However, once Neutrogena reaches the Antarctic Exclusion Zone, they may face a punishing series of gybes in order to make the necessary miles to the east. They are expected to arrive at the Cape of Good Hope in four to five days.

Taking no prisoners
Along with the bold tactical move, Altadill reported in this morning’s video conference that they were sailing Neutrogena at “110 percent”. Currently their pedal-to-the-metal approach appears to be paying off – this morning Neutrogena was the fastest boat in the fleet, averaging over 20 knots over a 6-hour period and reducing Bernard Stamm and Jean Le Cam’s lead by 30 miles since 0500am, despite the substantial separation between the two boats.
This section of the Atlantic is renowned for record-setting speeds – it was here that Jean-Pierre Dick and Loïck Peyron set a new 24-hour speed record in the Barcelona World Race four years ago, covering 506.35 nautical miles at an average pace of 21.1 knots.

Race meteorologist Marcel van Triest explains that the combination of powerful low pressure systems and strong westerly winds – but moderate waves – makes this South Atlantic zone a sailing fast-lane: “The waves are a consequence of ‘fetch’, which is how many square kilometres or square miles the wind blows, the time it has blown there and the intensity of the wind. If you’re on the leading edge, if you’re in front of one of those big lows, the waves haven’t had time to build up yet and then you’ve got fairly flat water with lots of wind, and that’s where you can beat those 24 hour distance records.”

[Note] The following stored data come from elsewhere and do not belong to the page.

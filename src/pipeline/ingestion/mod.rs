// Pipeline ingestion: discovering and reading the CSV fragments of a dataset

use std::fs::File;
use std::io;
use std::path::{Path, PathBuf};

use csv::ReaderBuilder;
use tracing::{debug, info, instrument};

use crate::error::{PipelineError, Result};
use crate::observability::metrics;
use crate::types::{RawRow, RawTable};

/// Return the CSV fragments in `directory`, sorted lexically by file name.
///
/// Non-CSV files and subdirectories are ignored. A missing directory is a
/// `DataSource` error; an empty listing is returned as-is so callers can
/// decide how to treat it.
pub fn list_csv_files(directory: &Path) -> Result<Vec<PathBuf>> {
    if !directory.is_dir() {
        return Err(PipelineError::DataSource(format!(
            "Directory does not exist: {}",
            directory.display()
        )));
    }

    let entries = std::fs::read_dir(directory).map_err(|e| {
        PipelineError::DataSource(format!(
            "Failed to list directory {}: {}",
            directory.display(),
            e
        ))
    })?;

    let mut files = Vec::new();
    for entry in entries {
        let path = entry?.path();
        let is_csv = path
            .extension()
            .and_then(|ext| ext.to_str())
            .map(|ext| ext.eq_ignore_ascii_case("csv"))
            .unwrap_or(false);
        if is_csv && path.is_file() {
            files.push(path);
        }
    }
    files.sort_by(|a, b| a.file_name().cmp(&b.file_name()));
    Ok(files)
}

/// Read one fragment. The file handle lives only for the duration of this
/// call, including when parsing fails part-way through.
fn read_fragment(path: &Path) -> Result<(Vec<String>, Vec<(u64, Vec<String>)>)> {
    let parse_err = |source: csv::Error| PipelineError::FragmentParse {
        path: path.to_path_buf(),
        source,
    };

    let file = File::open(path).map_err(|e| parse_err(csv::Error::from(e)))?;
    let mut reader = ReaderBuilder::new().has_headers(true).from_reader(file);

    let headers: Vec<String> = reader
        .headers()
        .map_err(parse_err)?
        .iter()
        .map(|h| h.trim().to_string())
        .collect();
    if headers.iter().all(String::is_empty) {
        return Err(parse_err(csv::Error::from(io::Error::new(
            io::ErrorKind::InvalidData,
            "fragment has no header row",
        ))));
    }

    let mut rows = Vec::new();
    for record in reader.records() {
        let record = record.map_err(parse_err)?;
        let line = record.position().map(|p| p.line()).unwrap_or_default();
        rows.push((line, record.iter().map(str::to_string).collect()));
    }
    Ok((headers, rows))
}

/// Load and concatenate every CSV fragment of a dataset directory.
///
/// Fails the whole load on the first unreadable fragment rather than
/// skipping it: a silently partial dataset would skew every regional score.
#[instrument(skip_all, fields(dataset = dataset, dir = %directory.display()))]
pub fn load_dataset_from_dir(directory: &Path, dataset: &'static str) -> Result<RawTable> {
    let files = list_csv_files(directory)?;
    if files.is_empty() {
        return Err(PipelineError::DataSource(format!(
            "No CSV fragments found in {}",
            directory.display()
        )));
    }

    let mut table = RawTable::default();
    for (index, path) in files.iter().enumerate() {
        let (headers, rows) = read_fragment(path)?;

        if index == 0 {
            table.headers = headers;
        } else if headers != table.headers {
            return Err(PipelineError::Schema(format!(
                "Fragment {} has columns {:?}, expected {:?}",
                path.display(),
                headers,
                table.headers
            )));
        }

        debug!("Read {} rows from {}", rows.len(), path.display());
        metrics::loader::fragment_read(dataset, rows.len());

        table.rows.extend(rows.into_iter().map(|(line, fields)| RawRow {
            fragment: index,
            line,
            fields,
        }));
        table.fragments.push(path.clone());
    }

    info!(
        "📥 Loaded {} rows from {} fragments",
        table.rows.len(),
        table.fragments.len()
    );
    Ok(table)
}
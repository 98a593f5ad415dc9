// Pipeline processing: cleaning, merging, scoring and alerting

pub mod alerts;
pub mod clean;
pub mod merge;
pub mod regions;
pub mod scoring;

pub use clean::{clean, CleanStats, CleanedDataset, DatasetCleaner};
pub use merge::{merge, merge_datasets, JoinTable, MergedTable};
pub use scoring::{score_districts, score_table, DistrictScore, MetricEngine, ScoredTable};
//! Column and dataset name constants shared across the pipeline stages.
//! Keeping them here avoids magic strings drifting between the cleaner,
//! the metric engine and the alert models.

// Key tuple columns, in output order
pub const DATE_COL: &str = "date";
pub const STATE_COL: &str = "state";
pub const DISTRICT_COL: &str = "district";
pub const PINCODE_COL: &str = "pincode";

pub const KEY_COLUMNS: [&str; 4] = [DATE_COL, STATE_COL, DISTRICT_COL, PINCODE_COL];

// Enrolment measures
pub const AGE_0_5: &str = "age_0_5";
pub const AGE_5_17: &str = "age_5_17";
pub const AGE_18_GREATER: &str = "age_18_greater";

// Demographic-authentication measures
pub const DEMO_AGE_5_17: &str = "demo_age_5_17";
pub const DEMO_AGE_17_PLUS: &str = "demo_age_17_";

// Biometric-authentication measures
pub const BIO_AGE_5_17: &str = "bio_age_5_17";
pub const BIO_AGE_17_PLUS: &str = "bio_age_17_";

pub const ENROLMENT_MEASURES: [&str; 3] = [AGE_0_5, AGE_5_17, AGE_18_GREATER];
pub const DEMOGRAPHIC_MEASURES: [&str; 2] = [DEMO_AGE_5_17, DEMO_AGE_17_PLUS];
pub const BIOMETRIC_MEASURES: [&str; 2] = [BIO_AGE_5_17, BIO_AGE_17_PLUS];

// Derived metric output columns
pub const BCG_COL: &str = "BCG";
pub const BUR_COL: &str = "BUR";
pub const FAFI_COL: &str = "FAFI";
pub const FAFI_RATE_COL: &str = "FAFI_rate";
pub const BIS_COL: &str = "BIS";
pub const RISK_TIER_COL: &str = "risk_tier";

pub const METRIC_COLUMNS: [&str; 6] = [
    BCG_COL,
    BUR_COL,
    FAFI_COL,
    FAFI_RATE_COL,
    BIS_COL,
    RISK_TIER_COL,
];

// Default locations, matching the layout of the published data dumps
pub const DEFAULT_ENROLMENT_DIR: &str = "api_data_aadhar_enrolment";
pub const DEFAULT_DEMOGRAPHIC_DIR: &str = "api_data_aadhar_demographic";
pub const DEFAULT_BIOMETRIC_DIR: &str = "api_data_aadhar_biometric";
pub const DEFAULT_OUTPUT_PATH: &str = "merged_aadhaar_data.csv";
pub const DEFAULT_LOG_DIR: &str = "logs";

/// Output date layout; ISO so that re-reading a written table is unambiguous.
pub const OUTPUT_DATE_FORMAT: &str = "%Y-%m-%d";
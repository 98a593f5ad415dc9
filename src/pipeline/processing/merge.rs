use serde::Serialize;
use std::collections::{BTreeMap, BTreeSet, HashMap};
use tracing::{info, instrument};

use crate::error::{PipelineError, Result};
use crate::observability::metrics;
use crate::pipeline::processing::clean::CleanedDataset;
use crate::types::{DatasetKind, KeyTuple};

/// Identity of a measure column before output naming is decided.
///
/// Ordering (source, then position in the source header) fixes the merged
/// column layout independently of the order in which tables were joined.
#[derive(Debug, Clone, PartialEq, Eq, PartialOrd, Ord, Hash)]
pub struct SourceColumn {
    pub source: DatasetKind,
    pub position: usize,
    pub measure: String,
}

#[derive(Debug, Clone, PartialEq)]
struct JoinRow {
    cells: Vec<Option<f64>>,
    sources: BTreeSet<DatasetKind>,
}

/// Outer-join intermediate. Cells from sources that had no row for a key are
/// `None`; they only become zeros in `fill_missing`, after every join is done.
#[derive(Debug, Clone, PartialEq)]
pub struct JoinTable {
    columns: Vec<SourceColumn>,
    rows: BTreeMap<KeyTuple, JoinRow>,
    sources: BTreeSet<DatasetKind>,
}

impl JoinTable {
    pub fn from_cleaned(dataset: &CleanedDataset) -> Self {
        let columns = dataset
            .measures
            .iter()
            .enumerate()
            .map(|(position, measure)| SourceColumn {
                source: dataset.kind,
                position,
                measure: measure.clone(),
            })
            .collect();
        let rows = dataset
            .rows
            .iter()
            .map(|(key, values)| {
                let row = JoinRow {
                    cells: values.iter().copied().map(Some).collect(),
                    sources: BTreeSet::from([dataset.kind]),
                };
                (key.clone(), row)
            })
            .collect();
        Self {
            columns,
            rows,
            sources: BTreeSet::from([dataset.kind]),
        }
    }

    pub fn sources(&self) -> &BTreeSet<DatasetKind> {
        &self.sources
    }

    pub fn len(&self) -> usize {
        self.rows.len()
    }

    pub fn is_empty(&self) -> bool {
        self.rows.is_empty()
    }

    /// Full outer join on the key tuple. Associative and commutative: the
    /// column layout is derived from source order, not argument order.
    pub fn outer_join(self, other: JoinTable) -> Result<JoinTable> {
        let overlap: Vec<_> = self.sources.intersection(&other.sources).collect();
        if !overlap.is_empty() {
            return Err(PipelineError::Schema(format!(
                "dataset(s) {:?} appear on both sides of the join",
                overlap
            )));
        }

        let mut columns: Vec<SourceColumn> = self
            .columns
            .iter()
            .chain(other.columns.iter())
            .cloned()
            .collect();
        columns.sort();

        // For each output column: which side it comes from and its index there
        let left_index: HashMap<&SourceColumn, usize> =
            self.columns.iter().enumerate().map(|(i, c)| (c, i)).collect();
        let right_index: HashMap<&SourceColumn, usize> =
            other.columns.iter().enumerate().map(|(i, c)| (c, i)).collect();

        let keys: BTreeSet<&KeyTuple> = self.rows.keys().chain(other.rows.keys()).collect();
        let mut rows = BTreeMap::new();
        for key in keys {
            let left = self.rows.get(key);
            let right = other.rows.get(key);

            let cells = columns
                .iter()
                .map(|column| match (left_index.get(column), right_index.get(column)) {
                    (Some(&i), _) => left.and_then(|r| r.cells[i]),
                    (None, Some(&i)) => right.and_then(|r| r.cells[i]),
                    (None, None) => None,
                })
                .collect();
            let sources = left
                .into_iter()
                .chain(right)
                .flat_map(|r| r.sources.iter().copied())
                .collect();

            rows.insert(key.clone(), JoinRow { cells, sources });
        }

        let sources = self.sources.union(&other.sources).copied().collect();
        Ok(JoinTable {
            columns,
            rows,
            sources,
        })
    }

    /// Replace every absent cell with `fill` and assign output column names.
    ///
    /// A measure keeps its own name unless the same name occurs in more than
    /// one source; then each colliding column gets a `_<source>` suffix.
    pub fn fill_missing(self, fill: f64) -> MergedTable {
        let mut name_counts: HashMap<&str, usize> = HashMap::new();
        for column in &self.columns {
            *name_counts.entry(column.measure.as_str()).or_default() += 1;
        }
        let columns: Vec<MergedColumn> = self
            .columns
            .iter()
            .map(|c| {
                let name = if name_counts[c.measure.as_str()] > 1 {
                    format!("{}_{}", c.measure, c.source.suffix())
                } else {
                    c.measure.clone()
                };
                MergedColumn {
                    source: c.source,
                    measure: c.measure.clone(),
                    name,
                }
            })
            .collect();

        let mut zero_filled = 0;
        let rows = self
            .rows
            .into_iter()
            .map(|(key, row)| {
                let values = row
                    .cells
                    .into_iter()
                    .map(|cell| {
                        cell.unwrap_or_else(|| {
                            zero_filled += 1;
                            fill
                        })
                    })
                    .collect();
                MergedRow {
                    key,
                    values,
                    sources: row.sources,
                }
            })
            .collect::<Vec<_>>();

        MergedTable {
            stats: MergeStats {
                rows: rows.len(),
                zero_filled,
            },
            columns,
            rows,
        }
    }
}

/// An output column of the merged table
#[derive(Debug, Clone, PartialEq, Serialize)]
pub struct MergedColumn {
    pub source: DatasetKind,
    /// Measure name as it appeared in the source
    pub measure: String,
    /// Name written to the output header
    pub name: String,
}

#[derive(Debug, Clone, PartialEq, Serialize)]
pub struct MergedRow {
    pub key: KeyTuple,
    /// One value per `MergedTable::columns` entry, never missing
    pub values: Vec<f64>,
    /// Datasets that actually had a row for this key
    pub sources: BTreeSet<DatasetKind>,
}

#[derive(Debug, Clone, Default, PartialEq, Serialize)]
pub struct MergeStats {
    pub rows: usize,
    pub zero_filled: usize,
}

/// The wide table: every key seen in any source, every measure of every
/// source, absent combinations zero-filled.
#[derive(Debug, Clone, PartialEq)]
pub struct MergedTable {
    pub columns: Vec<MergedColumn>,
    /// Sorted by key
    pub rows: Vec<MergedRow>,
    pub stats: MergeStats,
}

impl MergedTable {
    pub fn len(&self) -> usize {
        self.rows.len()
    }

    pub fn is_empty(&self) -> bool {
        self.rows.is_empty()
    }

    /// Output shape: key columns plus measure columns
    pub fn width(&self) -> usize {
        4 + self.columns.len()
    }

    pub fn column_index(&self, source: DatasetKind, measure: &str) -> Option<usize> {
        self.columns
            .iter()
            .position(|c| c.source == source && c.measure == measure)
    }

    pub fn column_by_name(&self, name: &str) -> Option<usize> {
        self.columns.iter().position(|c| c.name == name)
    }

    /// Like `column_index`, but a missing column is a schema error
    pub fn require_column(&self, source: DatasetKind, measure: &str) -> Result<usize> {
        self.column_index(source, measure).ok_or_else(|| {
            PipelineError::Schema(format!(
                "merged table has no {} column '{}'",
                source, measure
            ))
        })
    }

    pub fn find(&self, key: &KeyTuple) -> Option<&MergedRow> {
        self.rows
            .binary_search_by(|row| row.key.cmp(key))
            .ok()
            .map(|i| &self.rows[i])
    }
}

/// Outer-join any number of cleaned datasets and zero-fill the gaps.
#[instrument(skip_all, fields(datasets = datasets.len()))]
pub fn merge_datasets(datasets: &[&CleanedDataset]) -> Result<MergedTable> {
    let mut tables = datasets.iter().map(|d| JoinTable::from_cleaned(d));
    let first = tables
        .next()
        .ok_or_else(|| PipelineError::DataSource("no datasets to merge".to_string()))?;
    let joined = tables.try_fold(first, JoinTable::outer_join)?;

    let merged = joined.fill_missing(0.0);
    metrics::merger::merged(merged.stats.rows, merged.stats.zero_filled);
    info!(
        "🔗 Merged into {} rows x {} columns ({} cells zero-filled)",
        merged.len(),
        merged.width(),
        merged.stats.zero_filled
    );
    Ok(merged)
}

/// Merge the three corpora
pub fn merge(
    enrol: &CleanedDataset,
    demo: &CleanedDataset,
    bio: &CleanedDataset,
) -> Result<MergedTable> {
    merge_datasets(&[enrol, demo, bio])
}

Third placed GAES Centros Auditivos had also gybed south, but is this afternoon following an easterly route, around 250 miles behind Cheminées Poujoulat.

Stubborn Helena
Things are very different for the mid-fleet boats, with Renault Captur, We Are Water and One Planet One Ocean Pharmaton still contending with the light winds zone of the St Helena high. This trio may be shedding miles to the leaders, but look set to develop an intriguing contest of their own. They are currently separated by around 450 miles west-to-east, with Renault Captur on the east in fourth enduring the lightest, most unstable breezes, and One Planet One Ocean to the west, around 370 miles off the coast of Brazil, consistently around 3 knots faster.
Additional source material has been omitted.